Thanos: query: Built-in cache for Thanos Querier backed up by Memcached

Created on 3 Apr 2019 · 5Comments · Source: thanos-io/thanos

We are missing caching layer for Querier.

There are multiple design choices we need to make on:

Should it be built-in in Querier or separate proxy
Should we use memcached backend? Should we support any others?
How to structure cache items
Should we cache Query API result or actually StoreAPI results?
Should we do it near QueryAPI or on federated Querier as well?
Should we just DON'T do it and leave that fully to Trickster: https://github.com/Comcast/trickster

AC:

Produce design proposal
Produce PoC with rough benchmarks

My plan is to start some yolo PoC for this while reusing awesome code that @tomwilkie created for Cortex: https://sourcegraph.com/github.com/cortexproject/cortex@1d0ff216199e43b7b221774b5cd56936e7d22440/-/blob/pkg/querier/frontend/frontend.go#L103 Hope I can just import it and "run" =D but probably will bumb into import issues, we will see.

Initial thoughts? Feedback? Issue for tracking mostly, and proper proposal will come after short spike.

query hard feature request / improvement P1 stale

Source

bwplotka

👍8

Most helpful comment

From my observation the two most popular external network/cluster cache protocols right now are memcached and Redis. Both have support for self-hosting and cloud providers offer them as a service.

I would suggest sticking to external caching of data that could be shared between multiple query instances.

Trickster works reasonably OK. There is a next branch that should in theory improve a number of things. But, I agree, it doesn't really understand the data model, plus as a "dumb" cache, it can't to cache eviction.

SuperQ on 3 Apr 2019

👍4

All 5 comments

Initial thoughts:

Should it be built-in in Querier or separate proxy

Built-in as first step, as we might want to make it more complex in future, plust it already alter a query bit (chop it, align) - (e.g mixed caching of results for QueryAPI and StoreAPI). We can always produce proxy-like bit in future..

Should we use memcached backend? Should we support any others?

I have a very good expierience with Memcached so far, we used it everywhere, again, there will be dep hell and code scope creep if we will allow ANY backend, so we need to be careful.

How to structure cache items

:man_shrugging: Need to dive in to Cortex and Trickster caches.

Should we cache Query API result or actually StoreAPI results?

Result is easy win for now, but I feel like something in middle (caching PromQL evaluations) might be better. I think we should start with QueryAPI results, benchmark and iterate. Also worth to sync with Cortex guys on this - they are solving same problem.
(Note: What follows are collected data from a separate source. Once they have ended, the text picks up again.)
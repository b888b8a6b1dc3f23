use crate::cli::{load_config, ServeArgs};
use crate::server;
use std::path::Path;

pub async fn execute(args: ServeArgs, config_path: Option<&Path>) -> anyhow::Result<()> {
    let mut config = load_config(config_path)?;
    if let Some(host) = args.host {
        config.server.host = host;
    }
    if let Some(port) = args.port {
        config.server.port = port;
    }

    server::serve(&config).await?;
    Ok(())
}
use clap::Parser;
use tracing_subscriber::{fmt, EnvFilter};

mod cli;
mod config;
mod error;
mod output;
mod parser;
mod planner;
mod provider;
mod server;
#[cfg(test)]
mod testutil;
mod tracker;

use cli::{Cli, Commands};

#[tokio::main]
async fn main() -> anyhow::Result<()> {
    dotenvy::dotenv().ok();
    let cli = Cli::parse();

    // RUST_LOG wins; otherwise info, or debug with --verbose
    let default_filter = if cli.verbose {
        "planagent=debug"
    } else {
        "planagent=info"
    };
    let filter =
        EnvFilter::try_from_default_env().unwrap_or_else(|_| EnvFilter::new(default_filter));

    fmt()
        .with_env_filter(filter)
        .with_target(false)
        .with_writer(std::io::stderr)
        .init();

    let config_path = cli.config.as_deref();
    match cli.command {
        Commands::Serve(args) => cli::serve::execute(args, config_path).await,
        Commands::Plan(args) => cli::plan::execute(args, config_path).await,
        Commands::Report(args) => cli::report::execute(args),
        Commands::Schema => cli::schema::execute(),
    }
}
//! CLI handler for the `schema` subcommand

use crate::config::Config;
use schemars::schema_for;

/// JSON Schema describing `planagent.yaml`
pub fn config_schema() -> anyhow::Result<String> {
    Ok(serde_json::to_string_pretty(&schema_for!(Config))?)
}

pub fn execute() -> anyhow::Result<()> {
    println!("{}", config_schema()?);
    Ok(())
}

#[cfg(test)]
mod tests {
    use super::*;

    #[test]
    fn test_schema_covers_every_section() {
        let schema = config_schema().unwrap();
        for field in ["server", "llm", "jira", "github", "enrichment", "fallback"] {
            assert!(schema.contains(&format!("\"{}\"", field)), "missing {}", field);
        }
        assert!(schema.contains("mobile_keywords"));
        assert!(schema.contains("request_timeout_sec"));
    }
}
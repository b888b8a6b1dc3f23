//! Task records shared by the planner, enrichment, HTTP and report layers

use serde::{Deserialize, Serialize};

use crate::tracker::{IssueRef, TrackerKind};

pub const DEFAULT_ESTIMATED_TIME: &str = "TBD";

/// Body of a planning request
#[derive(Debug, Clone, Deserialize, Serialize)]
pub struct GoalRequest {
    pub goal: String,
}

/// One actionable unit of a plan
#[derive(Debug, Clone, PartialEq, Eq, Deserialize, Serialize)]
pub struct TaskItem {
    /// Project phase, e.g. "Backend Development"
    pub step: String,

    /// Short task title
    pub task: String,

    #[serde(default)]
    pub description: String,

    #[serde(default)]
    pub technologies: Vec<String>,

    #[serde(default)]
    pub deliverables: Vec<String>,

    #[serde(default = "default_estimated_time")]
    pub estimated_time: String,

    #[serde(default, skip_serializing_if = "Option::is_none")]
    pub jira_issue: Option<String>,

    #[serde(default, skip_serializing_if = "Option::is_none")]
    pub jira_link: Option<String>,

    #[serde(default, skip_serializing_if = "Option::is_none")]
    pub github_issue: Option<String>,

    #[serde(default, skip_serializing_if = "Option::is_none")]
    pub github_link: Option<String>,
}

fn default_estimated_time() -> String {
    DEFAULT_ESTIMATED_TIME.to_string()
}

impl TaskItem {
    pub fn new(step: impl Into<String>, task: impl Into<String>) -> Self {
        let task = task.into();
        Self {
            step: step.into(),
            description: task.clone(),
            task,
            technologies: Vec::new(),
            deliverables: Vec::new(),
            estimated_time: default_estimated_time(),
            jira_issue: None,
            jira_link: None,
            github_issue: None,
            github_link: None,
        }
    }

    /// Text the trackability keywords are matched against
    pub fn classification_text(&self) -> String {
        format!("{} {}", self.step, self.task)
    }

    /// Title used when filing a tracker issue
    pub fn issue_title(&self) -> String {
        format!("{}: {}", self.step, self.task)
    }

    /// Fill gaps left by callers that supplied a partial task
    pub fn normalized(mut self) -> Self {
        if self.description.trim().is_empty() {
            self.description = self.task.clone();
        }
        if self.estimated_time.trim().is_empty() {
            self.estimated_time = default_estimated_time();
        }
        self
    }

    /// Record the outcome of one tracker call; `None` clears both fields
    pub fn attach_issue(&mut self, kind: TrackerKind, issue: Option<IssueRef>) {
        let (id, link) = match issue {
            Some(issue) => (Some(issue.id), Some(issue.url)),
            None => (None, None),
        };
        match kind {
            TrackerKind::Jira => {
                self.jira_issue = id;
                self.jira_link = link;
            }
            TrackerKind::GitHub => {
                self.github_issue = id;
                self.github_link = link;
            }
        }
    }
}

/// Why the deterministic plan was returned instead of the model's
#[derive(Debug, Clone, Copy, PartialEq, Eq)]
pub enum FallbackReason {
    /// Backend error: network, auth, quota, missing key
    ModelFailed,
    ModelTimedOut,
    /// No JSON, wrong shape or an empty task list
    UnusableOutput,
}

impl FallbackReason {
    pub fn note(&self) -> &'static str {
        match self {
            FallbackReason::UnusableOutput => "Generated using intelligent task analysis",
            FallbackReason::ModelFailed | FallbackReason::ModelTimedOut => {
                "Generated using fallback task analysis due to processing error"
            }
        }
    }
}

impl std::fmt::Display for FallbackReason {
    fn fmt(&self, f: &mut std::fmt::Formatter<'_>) -> std::fmt::Result {
        match self {
            FallbackReason::ModelFailed => write!(f, "model_failed"),
            FallbackReason::ModelTimedOut => write!(f, "model_timed_out"),
            FallbackReason::UnusableOutput => write!(f, "unusable_output"),
        }
    }
}

#[derive(Debug, Clone, Copy, PartialEq, Eq)]
pub enum PlanSource {
    Model,
    Fallback(FallbackReason),
}

/// Result of one planning run; always carries a non-empty task list
#[derive(Debug, Clone)]
pub struct PlanOutcome {
    pub tasks: Vec<TaskItem>,
    pub source: PlanSource,
}

impl PlanOutcome {
    pub fn note(&self) -> Option<&'static str> {
        match self.source {
            PlanSource::Model => None,
            PlanSource::Fallback(reason) => Some(reason.note()),
        }
    }

    pub fn into_response(self) -> PlanResponse {
        PlanResponse {
            note: self.note().map(String::from),
            tasks: self.tasks,
        }
    }
}

/// Wire shape of a planning response
#[derive(Debug, Clone, Deserialize, Serialize)]
pub struct PlanResponse {
    pub tasks: Vec<TaskItem>,

    #[serde(default, skip_serializing_if = "Option::is_none")]
    pub note: Option<String>,
}

#[cfg(test)]
mod tests {
    use super::*;

    #[test]
    fn test_absent_issue_fields_are_omitted() {
        let task = TaskItem::new("Design", "Design Mockups");
        let json = serde_json::to_value(&task).unwrap();
        let obj = json.as_object().unwrap();
        assert!(!obj.contains_key("jira_issue"));
        assert!(!obj.contains_key("github_link"));
        assert_eq!(obj["estimated_time"], "TBD");
    }

    #[test]
    fn test_deserialize_partial_task_fills_defaults() {
        let task: TaskItem =
            serde_json::from_str(r#"{"step": "Backend", "task": "Build API"}"#).unwrap();
        let task = task.normalized();
        assert_eq!(task.description, "Build API");
        assert!(task.technologies.is_empty());
        assert_eq!(task.estimated_time, "TBD");
    }

    #[test]
    fn test_attach_and_clear_issue() {
        let mut task = TaskItem::new("Backend Development", "Build API");
        task.attach_issue(
            TrackerKind::GitHub,
            Some(IssueRef {
                id: "42".to_string(),
                url: "https://github.com/acme/widgets/issues/42".to_string(),
            }),
        );
        assert_eq!(task.github_issue.as_deref(), Some("42"));
        assert!(task.jira_issue.is_none());

        task.attach_issue(TrackerKind::GitHub, None);
        assert!(task.github_issue.is_none());
        assert!(task.github_link.is_none());
    }

    #[test]
    fn test_outcome_note() {
        let model = PlanOutcome {
            tasks: vec![TaskItem::new("a", "b")],
            source: PlanSource::Model,
        };
        assert!(model.into_response().note.is_none());

        let fallback = PlanOutcome {
            tasks: vec![TaskItem::new("a", "b")],
            source: PlanSource::Fallback(FallbackReason::ModelTimedOut),
        };
        let response = fallback.into_response();
        assert!(response.note.unwrap().contains("processing error"));
    }
}
mod defaults;
mod types;

pub use types::*;

use crate::error::ConfigError;
use std::path::Path;
use tracing::debug;

/// Picked up from the working directory when no --config is given
pub const DEFAULT_CONFIG_FILE: &str = "planagent.yaml";

impl Config {
    /// Load config from a YAML file
    pub fn load(path: &Path) -> Result<Self, ConfigError> {
        let content = std::fs::read_to_string(path).map_err(|e| ConfigError::ReadFile {
            path: path.to_path_buf(),
            source: e,
        })?;

        let config: Config = serde_yaml::from_str(&content)?;
        Ok(config)
    }

    /// Load the explicit file, else `planagent.yaml` if present, else defaults.
    /// Environment overrides are applied on top in every case.
    pub fn resolve(path: Option<&Path>) -> Result<Self, ConfigError> {
        let mut config = match path {
            Some(path) => Self::load(path)?,
            None if Path::new(DEFAULT_CONFIG_FILE).exists() => {
                Self::load(Path::new(DEFAULT_CONFIG_FILE))?
            }
            None => {
                debug!("No config file found, using defaults");
                Self::default()
            }
        };

        config.apply_env_with(|key| std::env::var(key).ok());
        Ok(config)
    }

    /// Overlay settings from environment variables. Empty values are ignored.
    pub fn apply_env_with<F>(&mut self, lookup: F)
    where
        F: Fn(&str) -> Option<String>,
    {
        let get = |key: &str| lookup(key).filter(|v| !v.trim().is_empty());

        if let Some(v) = get("GEMINI_API_KEY") {
            self.llm.api_key = Some(v);
        }
        if let Some(v) = get("GEMINI_MODEL") {
            self.llm.model = v;
        }
        if let Some(v) = get("JIRA_SERVER") {
            self.jira.server = Some(v.trim_end_matches('/').to_string());
        }
        if let Some(v) = get("JIRA_EMAIL") {
            self.jira.email = Some(v);
        }
        if let Some(v) = get("JIRA_API_TOKEN") {
            self.jira.api_token = Some(v);
        }
        if let Some(v) = get("JIRA_PROJECT_KEY") {
            self.jira.project_key = Some(v);
        }
        if let Some(v) = get("GITHUB_TOKEN") {
            self.github.token = Some(v);
        }
        if let Some(v) = get("GITHUB_REPO") {
            self.github.repo = Some(v);
        }
        if let Some(v) = get("HOST") {
            self.server.host = v;
        }
        if let Some(port) = get("PORT").and_then(|v| v.parse().ok()) {
            self.server.port = port;
        }
    }

    /// Validate the config
    pub fn validate(&self) -> Result<(), ConfigError> {
        if self.llm.timeout_sec == 0 {
            return Err(invalid("llm.timeout_sec", "must be greater than zero"));
        }
        if self.server.request_timeout_sec == 0 {
            return Err(invalid("server.request_timeout_sec", "must be greater than zero"));
        }
        if self.enrichment.tracker_timeout_sec == 0 {
            return Err(invalid(
                "enrichment.tracker_timeout_sec",
                "must be greater than zero",
            ));
        }
        if self.enrichment.concurrency == 0 {
            return Err(invalid("enrichment.concurrency", "must be greater than zero"));
        }
        if self.llm.retry.max_attempts == 0 {
            return Err(invalid("llm.retry.max_attempts", "must be at least 1"));
        }
        let planning_budget = self.llm.timeout_sec + self.enrichment.tracker_timeout_sec;
        if self.server.request_timeout_sec <= planning_budget {
            return Err(invalid(
                "server.request_timeout_sec",
                format!(
                    "must exceed llm.timeout_sec + enrichment.tracker_timeout_sec ({}s)",
                    planning_budget
                ),
            ));
        }
        if !(0.0..=2.0).contains(&self.llm.temperature) {
            return Err(invalid(
                "llm.temperature",
                format!("{} is outside 0.0..=2.0", self.llm.temperature),
            ));
        }

        Ok(())
    }
}

fn invalid(field: &'static str, reason: impl Into<String>) -> ConfigError {
    ConfigError::Invalid {
        field,
        reason: reason.into(),
    }
}

#[cfg(test)]
mod tests {
    use super::*;
    use std::collections::HashMap;

    fn env(pairs: &[(&str, &str)]) -> HashMap<String, String> {
        pairs
            .iter()
            .map(|(k, v)| (k.to_string(), v.to_string()))
            .collect()
    }

    #[test]
    fn test_defaults_match_service() {
        let config = Config::default();
        assert_eq!(config.server.port, 5000);
        assert_eq!(config.llm.timeout_sec, 60);
        assert_eq!(config.llm.model, "gemini-1.5-flash");
        assert_eq!(config.llm.max_output_tokens, 2048);
        assert_eq!(config.jira.issue_type, "Task");
        assert_eq!(config.fallback.mobile_keywords.len(), 4);
        assert!(config.enrichment.keywords.contains(&"api".to_string()));
        assert!(config.validate().is_ok());
    }

    #[test]
    fn test_env_overrides() {
        let vars = env(&[
            ("GEMINI_API_KEY", "g-key"),
            ("JIRA_SERVER", "https://acme.atlassian.net/"),
            ("JIRA_PROJECT_KEY", "PLAN"),
            ("GITHUB_REPO", "acme/widgets"),
            ("PORT", "8080"),
        ]);
        let mut config = Config::default();
        config.apply_env_with(|k| vars.get(k).cloned());

        assert_eq!(config.llm.api_key.as_deref(), Some("g-key"));
        assert_eq!(
            config.jira.server.as_deref(),
            Some("https://acme.atlassian.net")
        );
        assert_eq!(config.jira.project_key.as_deref(), Some("PLAN"));
        assert_eq!(config.github.repo.as_deref(), Some("acme/widgets"));
        assert_eq!(config.server.port, 8080);
    }

    #[test]
    fn test_env_ignores_blank_and_bad_values() {
        let vars = env(&[("GEMINI_API_KEY", "   "), ("PORT", "not-a-port")]);
        let mut config = Config::default();
        config.apply_env_with(|k| vars.get(k).cloned());

        assert!(config.llm.api_key.is_none());
        assert_eq!(config.server.port, 5000);
    }

    #[test]
    fn test_parse_partial_yaml() {
        let yaml = r#"
llm:
  timeout_sec: 30
  retry:
    max_attempts: 1
enrichment:
  keywords: [api, backend]
"#;
        let config: Config = serde_yaml::from_str(yaml).unwrap();
        assert_eq!(config.llm.timeout_sec, 30);
        assert_eq!(config.llm.retry.max_attempts, 1);
        assert_eq!(config.llm.retry.backoff_base_ms, 500);
        assert_eq!(config.enrichment.keywords, vec!["api", "backend"]);
        assert_eq!(config.server.port, 5000);
    }

    #[test]
    fn test_validate_rejects_zero_timeout() {
        let mut config = Config::default();
        config.llm.timeout_sec = 0;
        let err = config.validate().unwrap_err();
        assert!(err.to_string().contains("llm.timeout_sec"));
    }

    #[test]
    fn test_validate_rejects_temperature() {
        let mut config = Config::default();
        config.llm.temperature = 3.5;
        assert!(config.validate().is_err());
    }

    #[test]
    fn test_validate_requires_request_budget_above_model_and_tracker() {
        let mut config = Config::default();
        config.server.request_timeout_sec = 75;
        let err = config.validate().unwrap_err();
        assert!(err.to_string().contains("server.request_timeout_sec"));

        config.server.request_timeout_sec = 76;
        assert!(config.validate().is_ok());
    }

    #[test]
    fn test_load_missing_file() {
        let err = Config::load(Path::new("/nonexistent/planagent.yaml")).unwrap_err();
        assert!(matches!(err, ConfigError::ReadFile { .. }));
    }
}
use schemars::JsonSchema;
use serde::{Deserialize, Serialize};

use super::defaults::*;

#[derive(Debug, Clone, Default, Deserialize, Serialize, JsonSchema)]
pub struct Config {
    #[serde(default)]
    pub server: ServerConfig,

    #[serde(default)]
    pub llm: LlmConfig,

    #[serde(default)]
    pub jira: JiraConfig,

    #[serde(default)]
    pub github: GithubConfig,

    #[serde(default)]
    pub enrichment: EnrichmentConfig,

    #[serde(default)]
    pub fallback: FallbackConfig,
}

#[derive(Debug, Clone, Deserialize, Serialize, JsonSchema)]
pub struct ServerConfig {
    #[serde(default = "default_host")]
    pub host: String,

    #[serde(default = "default_port")]
    pub port: u16,

    /// Upper bound for a whole planning request before answering 408
    #[serde(default = "default_request_timeout_sec")]
    pub request_timeout_sec: u64,
}

impl Default for ServerConfig {
    fn default() -> Self {
        Self {
            host: default_host(),
            port: default_port(),
            request_timeout_sec: default_request_timeout_sec(),
        }
    }
}

#[derive(Debug, Clone, Deserialize, Serialize, JsonSchema)]
pub struct LlmConfig {
    /// Gemini API key (usually supplied through GEMINI_API_KEY)
    #[serde(default)]
    pub api_key: Option<String>,

    #[serde(default = "default_gemini_model")]
    pub model: String,

    #[serde(default = "default_gemini_base_url")]
    pub base_url: String,

    #[serde(default = "default_temperature")]
    pub temperature: f32,

    #[serde(default = "default_max_output_tokens")]
    pub max_output_tokens: u32,

    /// Wall-clock bound for the model call, retries included
    #[serde(default = "default_llm_timeout_sec")]
    pub timeout_sec: u64,

    #[serde(default)]
    pub retry: RetryConfig,
}

impl Default for LlmConfig {
    fn default() -> Self {
        Self {
            api_key: None,
            model: default_gemini_model(),
            base_url: default_gemini_base_url(),
            temperature: default_temperature(),
            max_output_tokens: default_max_output_tokens(),
            timeout_sec: default_llm_timeout_sec(),
            retry: RetryConfig::default(),
        }
    }
}

#[derive(Debug, Clone, Deserialize, Serialize, JsonSchema)]
pub struct RetryConfig {
    #[serde(default = "default_max_attempts")]
    pub max_attempts: u32,

    #[serde(default = "default_backoff_base_ms")]
    pub backoff_base_ms: u64,
}

impl Default for RetryConfig {
    fn default() -> Self {
        Self {
            max_attempts: default_max_attempts(),
            backoff_base_ms: default_backoff_base_ms(),
        }
    }
}

#[derive(Debug, Clone, Deserialize, Serialize, JsonSchema)]
pub struct JiraConfig {
    #[serde(default = "default_true")]
    pub enabled: bool,

    /// Base URL, e.g. https://example.atlassian.net
    #[serde(default)]
    pub server: Option<String>,

    #[serde(default)]
    pub email: Option<String>,

    #[serde(default)]
    pub api_token: Option<String>,

    #[serde(default)]
    pub project_key: Option<String>,

    #[serde(default = "default_jira_issue_type")]
    pub issue_type: String,
}

impl Default for JiraConfig {
    fn default() -> Self {
        Self {
            enabled: true,
            server: None,
            email: None,
            api_token: None,
            project_key: None,
            issue_type: default_jira_issue_type(),
        }
    }
}

#[derive(Debug, Clone, Deserialize, Serialize, JsonSchema)]
pub struct GithubConfig {
    #[serde(default = "default_true")]
    pub enabled: bool,

    #[serde(default)]
    pub token: Option<String>,

    /// Repository in owner/repo form
    #[serde(default)]
    pub repo: Option<String>,

    #[serde(default = "default_github_api_base")]
    pub api_base: String,
}

impl Default for GithubConfig {
    fn default() -> Self {
        Self {
            enabled: true,
            token: None,
            repo: None,
            api_base: default_github_api_base(),
        }
    }
}

#[derive(Debug, Clone, Deserialize, Serialize, JsonSchema)]
pub struct EnrichmentConfig {
    /// Substrings of "{step} {task}" that make a task trackable
    #[serde(default = "default_tracker_keywords")]
    pub keywords: Vec<String>,

    /// Max tracker calls in flight for one plan
    #[serde(default = "default_enrichment_concurrency")]
    pub concurrency: usize,

    #[serde(default = "default_tracker_timeout_sec")]
    pub tracker_timeout_sec: u64,
}

impl Default for EnrichmentConfig {
    fn default() -> Self {
        Self {
            keywords: default_tracker_keywords(),
            concurrency: default_enrichment_concurrency(),
            tracker_timeout_sec: default_tracker_timeout_sec(),
        }
    }
}

#[derive(Debug, Clone, Deserialize, Serialize, JsonSchema)]
pub struct FallbackConfig {
    /// Goal substrings that select the mobile fallback plan
    #[serde(default = "default_mobile_keywords")]
    pub mobile_keywords: Vec<String>,
}

impl Default for FallbackConfig {
    fn default() -> Self {
        Self {
            mobile_keywords: default_mobile_keywords(),
        }
    }
}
Should we do it near QueryAPI or on federated Querier as well?

Query API for now, as we care about caching results as a first step.

Should we just DON'T do it and leave that fully to Trickster: https://github.com/Comcast/trickster

IMO, no as "Trickster" is not working well for users, mostly because of lack of understanding of PartialResponse strategies Querier allows. Also we would be forced to use results caching only.

bwplotka on 3 Apr 2019

From my observation the two most popular external network/cluster cache protocols right now are memcached and Redis. Both have support for self-hosting and cloud providers offer them as a service.

I would suggest sticking to external caching of data that could be shared between multiple query instances.

SuperQ on 3 Apr 2019

👍4

Not bad in terms of deps I guess.

bwplotka on 6 Apr 2019

👍1

Update

The work to embed caching in Querier is potentially no longer needed as you can run Cortex query-frontend on top of any Prometheus query range API (: You can learn more about this in meetup video here

It's definitely a way to go, we already started to run thins on Production with Thanos (: We are now discussing the possibility to move query-frontend to separate neutral project: here

This will have many benefits e.g will allow us to properly document, and recommend using this. We can also definitely discuss the possibility to embed this logic inside Querier, but it will be much easier if query-frontend would be a separate project to do so (dependencies).

bwplotka on 17 Sep 2019

👍3

This issue has been automatically marked as stale because it has not had recent activity. It will be closed if no further activity occurs. Thank you for your contributions.